A friend suggested maybe I was burned out–hence the lack of productivity (in my opinion, anyway). I did begin drafting an article about my book tour, which I hope to sell to an industry magazine. But overall, my enthusiasm and energy have dwindled, and perhaps it is time to regroup and refocus. I am reading more now, which makes me happy. I am also sewing my son some winter slippers. Sewing, reading–those things make me happy. Perhaps I will take a small break from the pressure of promotion. My son is also sick, which means less time at the computer, more time with him. I hope he gets better in time for Christmas!
I did call a couple of bookstores in Oakland where I’d left copies of my book on consignment (back in October when I’d done my reading there). The first place I called still had the original two copies. Boo. The other place was apparently “too busy to deal with consignments right now.” I resented that attitude, that my book is somewhat not worthy enough (and thus me either) that I had to be treated with rudeness. Consignments smell like self-publishing, but why does that instantly draw ire? That experience has made me sour, but I will move past it.

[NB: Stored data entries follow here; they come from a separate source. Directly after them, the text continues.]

use std::io::ErrorKind;
use std::path::{Path, PathBuf};
use std::sync::atomic::{AtomicU64, Ordering};

use tokio::fs::OpenOptions;
use tokio::io::{AsyncWriteExt, BufWriter};

use super::common::{Backend, BackendError, BackendResult};

/// Distinguishes temporary files of concurrent writes within this process.
static WRITE_SEQ: AtomicU64 = AtomicU64::new(0);

/// A storage area persisted as one file per key in a directory.
///
/// Values survive process restarts, which makes this the backend for local storage.
#[derive(Debug)]
pub struct LocalFsBackend {
    path: PathBuf,
}

impl LocalFsBackend {
    /// Creates a backend rooted at `path`. The directory is created on first write.
    pub fn new(path: &Path) -> Self {
        Self { path: path.into() }
    }

    fn item_path(&self, key: &str) -> BackendResult<PathBuf> {
        let valid = !key.is_empty()
            && key
                .chars()
                .all(|c| c.is_ascii_alphanumeric() || c == '_' || c == '-');
        if !valid {
            return Err(BackendError::InvalidKey(key.to_owned()));
        }

        Ok(self.path.join(format!("{key}.json")))
    }
}

#[async_trait::async_trait]
impl Backend for LocalFsBackend {
    fn name(&self) -> &'static str {
        "local-fs"
    }

    async fn get_item(&self, key: &str) -> BackendResult<Option<String>> {
        let path = self.item_path(key)?;
        match tokio::fs::read_to_string(path).await {
            Ok(value) => Ok(Some(value)),
            Err(err) if err.kind() == ErrorKind::NotFound => Ok(None),
            Err(err) => Err(err.into()),
        }
    }

    async fn set_item(&self, key: &str, value: &str) -> BackendResult<()> {
        let path = self.item_path(key)?;
        tokio::fs::create_dir_all(&self.path).await?;

        // Every write gets its own temporary file next to the target. Concurrent writes of the
        // same key race on the final rename, and the last one wins.
        let seq = WRITE_SEQ.fetch_add(1, Ordering::Relaxed);
        let tmp_path = path.with_extension(format!("json.{}.{seq}.tmp", std::process::id()));

        let written = async {
            write_synced(&tmp_path, value).await?;
            tokio::fs::rename(&tmp_path, &path).await
        };

        if let Err(err) = written.await {
            tokio::fs::remove_file(&tmp_path).await.ok();
            return Err(err.into());
        }

        Ok(())
    }

    async fn remove_item(&self, key: &str) -> BackendResult<()> {
        let path = self.item_path(key)?;
        match tokio::fs::remove_file(path).await {
            Ok(()) => Ok(()),
            Err(err) if err.kind() == ErrorKind::NotFound => Ok(()),
            Err(err) => Err(err.into()),
        }
    }
}

async fn write_synced(path: &Path, value: &str) -> std::io::Result<()> {
    let file = OpenOptions::new()
        .write(true)
        .create_new(true)
        .open(path)
        .await?;

    let mut writer = BufWriter::new(file);
    writer.write_all(value.as_bytes()).await?;
    writer.flush().await?;
    writer.into_inner().sync_data().await
}

#[cfg(test)]
mod tests {
    use std::sync::Arc;

    use super::*;

    #[tokio::test]
    async fn persists_across_instances() {
        let tempdir = tempfile::tempdir().unwrap();

        let backend = LocalFsBackend::new(tempdir.path());
        backend.set_item("instagramAuth", "{}").await.unwrap();
        drop(backend);

        let backend = LocalFsBackend::new(tempdir.path());
        assert_eq!(
            backend.get_item("instagramAuth").await.unwrap().as_deref(),
            Some("{}")
        );
    }

    #[tokio::test]
    async fn remove_missing_is_ok() {
        let tempdir = tempfile::tempdir().unwrap();
        let backend = LocalFsBackend::new(&tempdir.path().join("nested"));

        backend.remove_item("nothing").await.unwrap();
        assert_eq!(backend.get_item("nothing").await.unwrap(), None);
    }

    #[tokio::test(flavor = "multi_thread", worker_threads = 4)]
    async fn concurrent_writes_of_one_key_all_succeed() {
        let tempdir = tempfile::tempdir().unwrap();
        let backend = Arc::new(LocalFsBackend::new(tempdir.path()));

        let writes: Vec<_> = (0..64)
            .map(|i| {
                let backend = Arc::clone(&backend);
                tokio::spawn(async move {
                    backend
                        .set_item("instagramAuth", &format!("{{\"n\":{i}}}"))
                        .await
                })
            })
            .collect();

        for write in writes {
            write.await.unwrap().unwrap();
        }

        let stored = backend.get_item("instagramAuth").await.unwrap().unwrap();
        assert!(stored.starts_with("{\"n\":"));

        let mut entries = std::fs::read_dir(tempdir.path())
            .unwrap()
            .map(|entry| entry.unwrap().file_name())
            .collect::<Vec<_>>();
        entries.sort();
        assert_eq!(entries, [std::ffi::OsString::from("instagramAuth.json")]);
    }

    #[tokio::test]
    async fn failed_write_leaves_no_temporary_file() {
        let tempdir = tempfile::tempdir().unwrap();
        let backend = LocalFsBackend::new(tempdir.path());

        // A directory in place of the target makes the final rename fail.
        std::fs::create_dir(tempdir.path().join("instagramAuth.json")).unwrap();
        std::fs::write(tempdir.path().join("instagramAuth.json").join("blocker"), "x").unwrap();

        let err = backend.set_item("instagramAuth", "{}").await.unwrap_err();
        assert!(matches!(err, BackendError::Io(_)));

        let entries = std::fs::read_dir(tempdir.path()).unwrap().count();
        assert_eq!(entries, 1);
    }

    #[tokio::test]
    async fn rejects_path_like_keys() {
        let tempdir = tempfile::tempdir().unwrap();
        let backend = LocalFsBackend::new(tempdir.path());

        let err = backend.set_item("../escape", "x").await.unwrap_err();
        assert!(matches!(err, BackendError::InvalidKey(_)));
    }
}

I received generic rejections from Gulf Stream, elimae. Every Day Fiction rejected me also, but it was personalized. I’m not sure I agreed with some of the feedback. One editor said that there wasn’t enough conflict. How much conflict can you really fit into a 500 word story? I mean, don’t get me wrong, there was conflict, but it wasn’t over the top. I think it’s one of those things that have to do with taste. But I do appreciate how they really take the time to reject you properly. At least I know they read my story! I also received a very personal email rejection from Bateau Press. My story appears to have made it close, but did not get selected.
I think over Christmas, I am going to focus on doing some pleasure reading (what?!) and pursue other creative interests away from promoting. I will write when I feel like it, but I won’t force it upon myself nor will I make myself feel guilty if I don’t do a damn thing all day. No more negative self-talk!